Alexandra Bergson is the central character, the only daughter of an early Nebraska farmer, the only one of his children capable of running the farm. She does have the intelligence and will to overrule her two foolish brothers and her decisions give them all a good life by dent of purchasing land when others didn’t. Part of her motivation is to enable the youngest brother to have the option of leaving the land to go to school and make his own choices. At the same time the author is extolling the wonders of creating farms out of this land, her main character is working to make it possible for a loved one to leave.

The characters are irresistible:  old Ivar who never wears shoes and occasionally has spells, but is an animal whisperer; Marie, a cheerful energetic soul who is a friend to Alexandra; Emil, the youngest son who is intelligent and handsome; Mrs. Lee, the mother-in-law of one of Alexandra’s dull brothers whose love of the old ways is indulged in Alexandra’s house. There’s a distinction made at one point between the dour Swedes like Alexandra’s family and the fun-loving Bohemians like Marie.

The limitations for women is brought into high relief when at the advanced age of 40 Alexandra is thinking of marrying an old love who returned to the area. Her brothers objected to the possibility of land going out of the family despite the fact that they had previously divided up the land and she had clear title to land on her own. The brothers spoke to Carl, her old love, and he left again. Alexandra severed her relationships with the brothers.
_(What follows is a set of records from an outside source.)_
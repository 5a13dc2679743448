use tracing_subscriber::{layer::SubscriberExt, util::SubscriberInitExt, EnvFilter};

fn default_filter(verbose: bool) -> EnvFilter {
    EnvFilter::try_from_default_env().unwrap_or_else(|_| {
        if verbose {
            EnvFilter::new("svc_e2e=debug,info")
        } else {
            EnvFilter::new("svc_e2e=info")
        }
    })
}

pub fn init_cli_logger(verbose: bool) {
    tracing_subscriber::registry()
        .with(default_filter(verbose))
        .with(
            tracing_subscriber::fmt::layer()
                .with_target(false)
                .with_thread_ids(false)
                .with_file(false)
                .with_line_number(false)
                .compact(),
        )
        .init();
}

/// CI 使用 JSON 格式輸出，方便日誌系統收集
pub fn init_json_logger(verbose: bool) {
    tracing_subscriber::registry()
        .with(default_filter(verbose))
        .with(
            tracing_subscriber::fmt::layer()
                .with_target(false)
                .with_thread_ids(false)
                .with_file(false)
                .with_line_number(false)
                .json(),
        )
        .init();
}

/// 測試用：重複初始化不會 panic
pub fn init_test_logger() {
    let _ = tracing_subscriber::registry()
        .with(default_filter(true))
        .with(tracing_subscriber::fmt::layer().with_test_writer().compact())
        .try_init();
}
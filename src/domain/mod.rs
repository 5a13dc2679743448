// Domain layer: transient models of remote resources and the ports the runner depends on.

pub mod model;
pub mod ports;
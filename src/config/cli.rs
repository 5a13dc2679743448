use crate::config::suite_config::{ReportConfig, SuiteConfig};
use clap::Parser;

#[derive(Debug, Clone, Parser)]
#[command(name = "svc-e2e")]
#[command(about = "End-to-end API checks across the listing, review, account, media and promotions services")]
pub struct CliConfig {
    /// Path to the suite TOML configuration
    #[arg(short, long, default_value = "e2e-suite.toml")]
    pub config: String,

    /// Run only these scenarios (comma separated), overriding suite.scenarios
    #[arg(short, long = "scenario", value_delimiter = ',')]
    pub scenarios: Vec<String>,

    #[arg(short, long, help = "Enable verbose output")]
    pub verbose: bool,

    /// Emit logs as JSON lines
    #[arg(long)]
    pub json_logs: bool,

    /// Log CPU and memory usage at suite start and end
    #[arg(long)]
    pub monitor: bool,

    /// Keep created fixtures instead of deleting them
    #[arg(long)]
    pub no_cleanup: bool,

    /// Override report.output_path
    #[arg(long)]
    pub output: Option<String>,

    /// Delete leftover promo codes matching fixtures.promo_code_prefix before running
    #[arg(long)]
    pub sweep_promos: bool,

    /// List the built-in scenarios and exit
    #[arg(long)]
    pub list: bool,

    /// Validate config and show what would run without sending requests
    #[arg(long)]
    pub dry_run: bool,
}

impl CliConfig {
    /// 將命令列參數覆蓋到 suite 配置
    pub fn apply_overrides(&self, config: &mut SuiteConfig) {
        if !self.scenarios.is_empty() {
            config.suite.scenarios = self.scenarios.clone();
        }
        if self.no_cleanup {
            config.suite.cleanup = Some(false);
        }
        if let Some(output) = &self.output {
            match &mut config.report {
                Some(report) => report.output_path = output.clone(),
                None => {
                    config.report = Some(ReportConfig {
                        output_path: output.clone(),
                        formats: vec!["json".to_string(), "csv".to_string()],
                        archive: None,
                    })
                }
            }
        }
    }
}
use crate::config::suite_config::SuiteConfig;
use crate::utils::error::{E2eError, Result};
use serde::{Deserialize, Serialize};
use std::collections::HashMap;
use std::fmt;
use std::str::FromStr;
use url::Url;

/// 受測的遠端服務
#[derive(Debug, Clone, Copy, PartialEq, Eq, Hash, PartialOrd, Ord, Serialize, Deserialize)]
#[serde(rename_all = "lowercase")]
pub enum ServiceKind {
    Listing,
    Review,
    Account,
    Media,
    Promotions,
    Profile,
    Notification,
}

impl ServiceKind {
    pub const ALL: &'static [ServiceKind] = &[
        ServiceKind::Listing,
        ServiceKind::Review,
        ServiceKind::Account,
        ServiceKind::Media,
        ServiceKind::Promotions,
        ServiceKind::Profile,
        ServiceKind::Notification,
    ];

    pub fn as_str(&self) -> &'static str {
        match self {
            ServiceKind::Listing => "listing",
            ServiceKind::Review => "review",
            ServiceKind::Account => "account",
            ServiceKind::Media => "media",
            ServiceKind::Promotions => "promotions",
            ServiceKind::Profile => "profile",
            ServiceKind::Notification => "notification",
        }
    }
}

impl fmt::Display for ServiceKind {
    fn fmt(&self, f: &mut fmt::Formatter<'_>) -> fmt::Result {
        f.write_str(self.as_str())
    }
}

impl FromStr for ServiceKind {
    type Err = E2eError;

    fn from_str(s: &str) -> Result<Self> {
        ServiceKind::ALL
            .iter()
            .copied()
            .find(|service| service.as_str().eq_ignore_ascii_case(s.trim()))
            .ok_or_else(|| E2eError::InvalidConfigValueError {
                field: "service".to_string(),
                value: s.to_string(),
                reason: "Unknown service name".to_string(),
            })
    }
}

/// 服務名稱到 base URL 的對照表
#[derive(Debug, Clone, Default)]
pub struct EndpointRegistry {
    endpoints: HashMap<ServiceKind, Url>,
}

impl EndpointRegistry {
    pub fn new() -> Self {
        Self::default()
    }

    pub fn from_config(config: &SuiteConfig) -> Result<Self> {
        let mut registry = Self::new();
        for service in ServiceKind::ALL {
            if let Some(base_url) = config.service_url(*service) {
                registry.register(*service, base_url)?;
            }
        }
        Ok(registry)
    }

    pub fn register(&mut self, service: ServiceKind, base_url: &str) -> Result<()> {
        let url = Url::parse(base_url)?;
        tracing::debug!("🔗 Registered {} -> {}", service, url);
        self.endpoints.insert(service, url);
        Ok(())
    }

    pub fn with_endpoint(mut self, service: ServiceKind, base_url: &str) -> Result<Self> {
        self.register(service, base_url)?;
        Ok(self)
    }

    pub fn contains(&self, service: ServiceKind) -> bool {
        self.endpoints.contains_key(&service)
    }

    pub fn base_url(&self, service: ServiceKind) -> Result<&Url> {
        self.endpoints
            .get(&service)
            .ok_or_else(|| E2eError::ServiceNotConfigured {
                service: service.to_string(),
            })
    }

    /// 組合 base URL 與請求路徑，保留 base URL 既有的路徑前綴
    pub fn resolve(&self, service: ServiceKind, path: &str) -> Result<Url> {
        let base = self.base_url(service)?;
        let joined = format!(
            "{}/{}",
            base.as_str().trim_end_matches('/'),
            path.trim_start_matches('/')
        );
        Ok(Url::parse(&joined)?)
    }
}

#[cfg(test)]
mod tests {
    use super::*;

    #[test]
    fn test_service_kind_parsing() {
        assert_eq!("review".parse::<ServiceKind>().unwrap(), ServiceKind::Review);
        assert_eq!(" Promotions ".parse::<ServiceKind>().unwrap(), ServiceKind::Promotions);
        assert!("billing".parse::<ServiceKind>().is_err());
        assert_eq!(ServiceKind::Media.to_string(), "media");
    }

    #[test]
    fn test_resolve_keeps_base_path() {
        let registry = EndpointRegistry::new()
            .with_endpoint(ServiceKind::Review, "https://api.example.com/ratings/v2/")
            .unwrap();

        let url = registry.resolve(ServiceKind::Review, "/usr/reviews").unwrap();
        assert_eq!(url.as_str(), "https://api.example.com/ratings/v2/usr/reviews");

        let url = registry.resolve(ServiceKind::Review, "reviews/12").unwrap();
        assert_eq!(url.as_str(), "https://api.example.com/ratings/v2/reviews/12");
    }

    #[test]
    fn test_unconfigured_service_is_an_error() {
        let registry = EndpointRegistry::new();
        match registry.resolve(ServiceKind::Media, "/images") {
            Err(E2eError::ServiceNotConfigured { service }) => assert_eq!(service, "media"),
            other => panic!("unexpected result: {other:?}"),
        }
    }
}
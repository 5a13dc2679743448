use clap::Parser;
use svc_e2e::core::report::ReportWriter;
use svc_e2e::fixtures::sweep_promos;
use svc_e2e::scenarios;
use svc_e2e::utils::error::ErrorSeverity;
use svc_e2e::utils::{logger, validation::Validate};
use svc_e2e::{ClientContext, CliConfig, E2eError, LocalStorage, ScenarioSuite, SuiteConfig};

#[tokio::main]
async fn main() -> Result<(), Box<dyn std::error::Error>> {
    let cli = CliConfig::parse();

    // 初始化日誌
    if cli.json_logs {
        logger::init_json_logger(cli.verbose);
    } else {
        logger::init_cli_logger(cli.verbose);
    }

    if cli.list {
        for scenario in scenarios::registry() {
            let services: Vec<String> = scenario
                .required_services()
                .iter()
                .map(ToString::to_string)
                .collect();
            println!("{:<26} requires: {}", scenario.name(), services.join(", "));
        }
        return Ok(());
    }

    tracing::info!("🚀 Starting svc-e2e");
    tracing::info!("📁 Loading configuration from: {}", cli.config);

    let mut config = match SuiteConfig::from_file(&cli.config) {
        Ok(config) => config,
        Err(e) => {
            eprintln!("❌ Failed to load config file '{}': {}", cli.config, e);
            eprintln!("💡 Make sure the file exists and is valid TOML format");
            std::process::exit(1);
        }
    };
    cli.apply_overrides(&mut config);

    // 驗證配置
    if let Err(e) = config.validate() {
        exit_with(&e);
    }

    let selected = match scenarios::select(&config.suite.scenarios) {
        Ok(selected) => selected,
        Err(e) => exit_with(&e),
    };

    if cli.dry_run {
        tracing::info!("🔍 DRY RUN MODE - No requests will be sent");
        println!("Suite: {}", config.suite.name);
        let services: Vec<String> = config
            .configured_services()
            .iter()
            .map(ToString::to_string)
            .collect();
        println!("Services: {}", services.join(", "));
        for scenario in &selected {
            let status = if scenario.should_run(&config) { "run" } else { "skip" };
            println!("  - {} ({})", scenario.name(), status);
        }
        return Ok(());
    }

    if cli.sweep_promos {
        if let Err(e) = run_promo_sweep(&config).await {
            exit_with(&e);
        }
    }

    let execution_id = format!("{}-{}", config.suite.name, chrono::Utc::now().format("%Y%m%dT%H%M%S"));
    let report_config = config.report.clone();

    let mut suite = match ScenarioSuite::new(execution_id, config) {
        Ok(suite) => suite.with_monitoring(cli.monitor),
        Err(e) => exit_with(&e),
    };
    for scenario in selected {
        suite.add_scenario(scenario);
    }

    let results = match suite.execute_all().await {
        Ok(results) => results,
        Err(e) => exit_with(&e),
    };

    for result in &results {
        let marker = match result.outcome.label() {
            "passed" => "✅",
            "failed" => "❌",
            _ => "⏭️",
        };
        println!(
            "{} {} ({:?}) {}",
            marker,
            result.scenario_name,
            result.duration,
            result.outcome.message()
        );
    }

    let summary = ScenarioSuite::get_execution_summary(&results);
    println!(
        "📈 Total: {} scenario(s), {} passed, {} failed, {} skipped",
        summary["total_scenarios"], summary["passed"], summary["failed"], summary["skipped"]
    );

    if let Some(report_config) = report_config {
        let writer = ReportWriter::new(LocalStorage::new(&report_config.output_path), &report_config);
        if let Err(e) = writer.write(suite.execution_id(), &results).await {
            tracing::error!("❌ Failed to write report: {}", e);
            eprintln!("❌ {}", e.user_friendly_message());
        }
    }

    if results.iter().any(|r| r.outcome.label() == "failed") {
        std::process::exit(1);
    }

    Ok(())
}

async fn run_promo_sweep(config: &SuiteConfig) -> svc_e2e::Result<()> {
    let prefix = config.fixtures().promo_prefix();
    let token = config
        .auth
        .as_ref()
        .and_then(|auth| auth.moderator_token.clone())
        .ok_or_else(|| E2eError::MissingConfigError {
            field: "auth.moderator_token".to_string(),
        })?;

    let ctx = ClientContext::from_config(config)?;
    let report = sweep_promos(&ctx, &token, &prefix).await?;
    for failure in &report.failures {
        tracing::warn!("🧹 Could not delete promo: {}", failure);
    }
    Ok(())
}

fn exit_with(e: &E2eError) -> ! {
    tracing::error!(
        "❌ svc-e2e failed: {} (Category: {:?}, Severity: {:?})",
        e,
        e.category(),
        e.severity()
    );
    eprintln!("❌ {}", e.user_friendly_message());
    eprintln!("💡 建議: {}", e.recovery_suggestion());

    // 根據錯誤嚴重程度決定退出碼
    let exit_code = match e.severity() {
        ErrorSeverity::Low | ErrorSeverity::High => 1,
        ErrorSeverity::Medium => 2,
        ErrorSeverity::Critical => 3,
    };
    std::process::exit(exit_code);
}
One reflection Alexandra made about the land was pretty chilling for me. When asked how she and the neighbors had made such successful lives on their farms, she said,

We hadn’t any of us much to do with it, Carl. The land did it. It had its little joke. It pretended to be poor because nobody knew how to work it right and then all at once it worked itself. It woke up out of its sleep and stretched itself and it was so big, so rich that we suddenly found we were rich, just from sitting still.

The book The Worst Hard Time by Timothy Egan describes the mining of land when wheat prices were high that left the land vulnerable to turn to dust when the inevitable drought came. Parts of Nebraska suffered that fate in the 1930s.

Willa Cather, O Pioneers! written in 1913, has various publishers, approx. 180 pages (I listened to the audiobook). Available in the UVa and public libraries and from Amazon.

2 comments

Leave a Reply to Charlotte Self Cancel reply

 

  • The quote about the farmland’s joke is a remarkable turn of a phrase. I have read a number of accounts of settlers staking their claims. It is amazing that some of them were able to “sit still” and be successful. The father of Laura Ingalls Wilder was a farmer who lacked the patience to wait for the land to “wake”; repeatedly pulling up stakes and relocating his struggling family. Their trials make my pandemic moment of 2020 seem like a walk in the park.

    • The father of the Alexandra character struggled mightily, and when he died had just paid his debt. That “sit still” statement was true only for a short time, I think. The author was in New York when she wrote this, which I’d say added to her rosy take.